Rhizosphere processes are driven by roots and soil microorganisms. Microbial activity in the rhizosphere increase nutrient mobilization and consequently net primary productivity of plants. Rhizodeposition is intimately linked to root morphology. The presence of root hairs, for instance, increases root exudation. Furthermore, root hairs play a crucial role for nutrients’ acquisition, but their effects on SOM turnover and nutrient cycling in soil still remains unknown.
Material and Methods
We investigated the effects of root hairs, with or without P-fertilization, on maize biomass production and nutrient cycling in soil. We hypothesized that 1) root hairs increase rhizodeposition, which stimulates microbial activity and enhance nutrient turnover, and 2) in P-limited soils, microbes mine for P by producing exoenzymes mineralizing SOM.

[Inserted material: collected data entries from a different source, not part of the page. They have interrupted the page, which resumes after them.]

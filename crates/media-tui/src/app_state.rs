//! AppState — shared read-only data passed to all components during
//! render/event handling.
//!
//! Components read this but never mutate it. The App event-loop is the only
//! writer, and every network result passes through it, so a component can
//! never observe a half-applied fetch.

use media_api::analytics::DailyViews;
use media_api::resources::{MediaItem, Profile};

use crate::action::Page;
use crate::widgets::status_bar::InputMode;

/// How loudly the status line should speak.
#[derive(Debug, Clone, Copy, PartialEq)]
pub enum Severity {
    Info,
    Error,
}

/// The full shared state of the application.
pub struct AppState {
    // ── Session ─────────────────────────────────────────────────────────────
    /// Site root, used to build embed codes and absolute links.
    pub base_url: String,
    pub profile: Option<Profile>,

    // ── Page ────────────────────────────────────────────────────────────────
    pub page: Page,
    /// A fetch for the current page is still in flight.
    pub loading: bool,
    pub input_mode: InputMode,

    // ── Page data ───────────────────────────────────────────────────────────
    /// Active search query, if any. `None` means no search section.
    pub search_query: Option<String>,
    /// Heading for listing pages (e.g. the channel title once loaded).
    pub listing_title: Option<String>,
    /// The media item shown on Media/Analytics pages.
    pub media_item: Option<MediaItem>,
    /// Aggregated per-day series for the Analytics page. `None` while
    /// loading; an empty series means the item has had no views.
    pub analytics: Option<Vec<DailyViews>>,

    // ── Status line ─────────────────────────────────────────────────────────
    /// Transient message shown in the status bar (errors, copy/upload
    /// confirmations). Cleared on the next navigation.
    pub status: Option<(Severity, String)>,
}

impl AppState {
    pub fn new(base_url: String) -> Self {
        Self {
            base_url,
            profile: None,
            page: Page::Home,
            loading: false,
            input_mode: InputMode::Normal,
            search_query: None,
            listing_title: None,
            media_item: None,
            analytics: None,
            status: None,
        }
    }

    /// Display name for the signed-in user, if any.
    pub fn profile_name(&self) -> Option<&str> {
        let profile = self.profile.as_ref()?;
        if profile.is_anonymous {
            return None;
        }
        profile
            .display_name
            .as_deref()
            .or(profile.username.as_deref())
    }

    /// Whether the signed-in user owns the channel of the current media item.
    pub fn owns_current_media(&self) -> bool {
        let (Some(profile), Some(item)) = (self.profile.as_ref(), self.media_item.as_ref()) else {
            return false;
        };
        item.channel
            .as_ref()
            .map(|channel| profile.owns_channel(channel))
            .unwrap_or(false)
    }
}
//! Wire shapes for the platform API.
//!
//! Every struct here is decoded from (or encoded to) the remote JSON API.
//! Field names on the wire are camelCase except where noted. Resources are
//! immutable snapshots: a fetch produces a value, nothing edits it in place.

use chrono::{DateTime, Utc};
use serde::{Deserialize, Serialize};

/// A media download/playback source. One media item carries several of these
/// representing encoding and quality variants.
#[derive(Debug, Clone, PartialEq, Serialize, Deserialize)]
#[serde(rename_all = "camelCase")]
pub struct MediaSource {
    pub mime_type: String,
    pub url: String,
    #[serde(default, skip_serializing_if = "Option::is_none")]
    pub width: Option<u32>,
    #[serde(default, skip_serializing_if = "Option::is_none")]
    pub height: Option<u32>,
}

/// Links to legacy parts of the platform attached to a media item.
#[derive(Debug, Clone, PartialEq, Serialize, Deserialize)]
#[serde(rename_all = "camelCase")]
pub struct MediaLinks {
    pub legacy_statistics_url: String,
}

/// An individual media item.
#[derive(Debug, Clone, Serialize, Deserialize)]
#[serde(rename_all = "camelCase")]
pub struct MediaItem {
    #[serde(default, skip_serializing_if = "Option::is_none")]
    pub url: Option<String>,
    #[serde(default, skip_serializing_if = "Option::is_none")]
    pub id: Option<String>,
    pub title: String,
    #[serde(default)]
    pub description: String,
    /// Duration in seconds.
    #[serde(default)]
    pub duration: f64,
    /// Media kind, e.g. "video" or "audio".
    #[serde(rename = "type", default)]
    pub kind: String,
    #[serde(default)]
    pub language: String,
    #[serde(default)]
    pub copyright: String,
    #[serde(default)]
    pub tags: Vec<String>,
    #[serde(default, skip_serializing_if = "Option::is_none")]
    pub created_at: Option<DateTime<Utc>>,
    #[serde(default, skip_serializing_if = "Option::is_none")]
    pub updated_at: Option<DateTime<Utc>>,
    #[serde(default, skip_serializing_if = "Option::is_none")]
    pub published_at: Option<DateTime<Utc>>,
    #[serde(default)]
    pub poster_image_url: String,
    /// Only present on detail responses.
    #[serde(default, skip_serializing_if = "Option::is_none")]
    pub sources: Option<Vec<MediaSource>>,
    #[serde(default, skip_serializing_if = "Option::is_none")]
    pub links: Option<MediaLinks>,
    /// The owning channel, embedded on detail responses.
    #[serde(default, skip_serializing_if = "Option::is_none")]
    pub channel: Option<Channel>,
}

// Identifiers are opaque; equality is by identifier only.
impl PartialEq for MediaItem {
    fn eq(&self, other: &Self) -> bool {
        self.id == other.id
    }
}

/// Payload for creating a new media item.
#[derive(Debug, Clone, Serialize, Deserialize)]
#[serde(rename_all = "camelCase")]
pub struct MediaItemCreate {
    pub title: String,
    pub description: String,
    pub language: String,
    pub copyright: String,
    pub tags: Vec<String>,
}

/// An upload target for a media item. Field names are snake_case on the wire.
#[derive(Debug, Clone, Serialize, Deserialize)]
pub struct MediaUpload {
    pub url: String,
    pub expires_at: DateTime<Utc>,
}

/// An individual channel.
#[derive(Debug, Clone, Serialize, Deserialize)]
#[serde(rename_all = "camelCase")]
pub struct Channel {
    #[serde(default, skip_serializing_if = "Option::is_none")]
    pub url: Option<String>,
    #[serde(default, skip_serializing_if = "Option::is_none")]
    pub id: Option<String>,
    pub title: String,
    #[serde(default)]
    pub description: String,
    /// URL of the media list for this channel.
    #[serde(default)]
    pub media_url: String,
    #[serde(default, skip_serializing_if = "Option::is_none")]
    pub created_at: Option<DateTime<Utc>>,
    #[serde(default, skip_serializing_if = "Option::is_none")]
    pub updated_at: Option<DateTime<Utc>>,
}

impl PartialEq for Channel {
    fn eq(&self, other: &Self) -> bool {
        self.id == other.id
    }
}

/// An individual playlist. Embeds its parent channel.
#[derive(Debug, Clone, Serialize, Deserialize)]
#[serde(rename_all = "camelCase")]
pub struct Playlist {
    #[serde(default, skip_serializing_if = "Option::is_none")]
    pub url: Option<String>,
    #[serde(default, skip_serializing_if = "Option::is_none")]
    pub id: Option<String>,
    pub title: String,
    #[serde(default)]
    pub description: String,
    pub channel: Channel,
    #[serde(default)]
    pub media_url: String,
    #[serde(default, skip_serializing_if = "Option::is_none")]
    pub created_at: Option<DateTime<Utc>>,
    #[serde(default, skip_serializing_if = "Option::is_none")]
    pub updated_at: Option<DateTime<Utc>>,
}

impl PartialEq for Playlist {
    fn eq(&self, other: &Self) -> bool {
        self.id == other.id
    }
}

/// The signed-in user's profile.
#[derive(Debug, Clone, PartialEq, Serialize, Deserialize)]
#[serde(rename_all = "camelCase")]
pub struct Profile {
    pub is_anonymous: bool,
    #[serde(default, skip_serializing_if = "Option::is_none")]
    pub username: Option<String>,
    #[serde(default, skip_serializing_if = "Option::is_none")]
    pub display_name: Option<String>,
    #[serde(default, skip_serializing_if = "Option::is_none")]
    pub avatar_image_url: Option<String>,
    /// Channels the user has edit rights on.
    #[serde(default)]
    pub channels: Vec<Channel>,
}

impl Profile {
    /// Whether this profile owns (can edit) the given channel.
    pub fn owns_channel(&self, channel: &Channel) -> bool {
        channel.id.is_some() && self.channels.iter().any(|c| c.id == channel.id)
    }
}

/// A paged list response.
#[derive(Debug, Clone, Serialize, Deserialize)]
pub struct ResourceList<T> {
    pub results: Vec<T>,
    #[serde(default)]
    pub limit: u64,
    #[serde(default)]
    pub offset: u64,
    #[serde(default)]
    pub total: u64,
}

/// Query parameters accepted by the list endpoints. `None` parameters are
/// omitted from the request entirely.
#[derive(Debug, Clone, Default)]
pub struct ListQuery {
    pub search: Option<String>,
    pub ordering: Option<String>,
}

impl ListQuery {
    pub fn search(search: impl Into<String>) -> Self {
        Self {
            search: Some(search.into()),
            ordering: None,
        }
    }

    /// Pairs for `reqwest::RequestBuilder::query`. `None` values are skipped
    /// during serialization, so absent parameters never reach the URL.
    pub(crate) fn pairs(&self) -> [(&'static str, Option<&str>); 2] {
        [
            ("search", self.search.as_deref()),
            ("ordering", self.ordering.as_deref()),
        ]
    }
}

#[cfg(test)]
mod tests {
    use super::*;

    #[test]
    fn test_media_item_equality_is_by_id() {
        let a: MediaItem = serde_json::from_value(serde_json::json!({
            "id": "x1", "title": "One", "description": "first"
        }))
        .unwrap();
        let b: MediaItem = serde_json::from_value(serde_json::json!({
            "id": "x1", "title": "Completely different", "description": ""
        }))
        .unwrap();
        assert_eq!(a, b);
    }

    #[test]
    fn test_media_item_decodes_wire_names() {
        let item: MediaItem = serde_json::from_value(serde_json::json!({
            "id": "m1",
            "title": "Lecture 1",
            "description": "Intro",
            "duration": 3600.0,
            "type": "video",
            "publishedAt": "2018-03-22T16:00:00Z",
            "posterImageUrl": "https://cdn.invalid/poster.jpg",
            "sources": [
                {"mimeType": "video/mp4", "url": "https://cdn.invalid/v.mp4", "width": 1280, "height": 720}
            ]
        }))
        .unwrap();
        assert_eq!(item.kind, "video");
        assert_eq!(item.poster_image_url, "https://cdn.invalid/poster.jpg");
        let sources = item.sources.unwrap();
        assert_eq!(sources[0].mime_type, "video/mp4");
        assert_eq!(sources[0].width, Some(1280));
    }

    #[test]
    fn test_profile_owns_channel() {
        let owned: Channel = serde_json::from_value(serde_json::json!({
            "id": "c1", "title": "Owned"
        }))
        .unwrap();
        let other: Channel = serde_json::from_value(serde_json::json!({
            "id": "c2", "title": "Other"
        }))
        .unwrap();
        let profile = Profile {
            is_anonymous: false,
            username: Some("spqr1".into()),
            display_name: None,
            avatar_image_url: None,
            channels: vec![owned.clone()],
        };
        assert!(profile.owns_channel(&owned));
        assert!(!profile.owns_channel(&other));
    }

    #[test]
    fn test_anonymous_channel_never_owned() {
        // A channel with no id must not match anything.
        let anon: Channel = serde_json::from_value(serde_json::json!({"title": "t"})).unwrap();
        let profile = Profile {
            is_anonymous: true,
            username: None,
            display_name: None,
            avatar_image_url: None,
            channels: vec![anon.clone()],
        };
        assert!(!profile.owns_channel(&anon));
    }
}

Maize (Wild type and roothairless 3 mutants) was grown in P-limited soil with or without P-fertilization. Plants were harvested at 3 phenological stages. Plant biomass, microbial biomass (Cmic, Nmic, Pmic), and exoenzyme activities were determined.
P-fertilization increased plant biomass similarly for the wild type and mutants. Root activity increased microbial biomass. P-fertilization decreased Pmic and Nmic especially at later stages for wild type and mutants. When plants are sufficiently supplied with nutrients, no change or downregulation of enzyme activities in rhizosphere soils demonstrates microbial utilization of available nutrients. When nutrients become scarce (stem elongation and heading), root hairs intensified plant-microbial competition for P and N, which is shown by higher enzyme activities under the wild type especially in unfertilized soils.
Our study supports the theory of microbial activation through living roots by the release of rhizodeposits. In nutrient poor soils, root hairs enhance net primary production, intensify plant-microbial interactions and regulate nutrient cycling.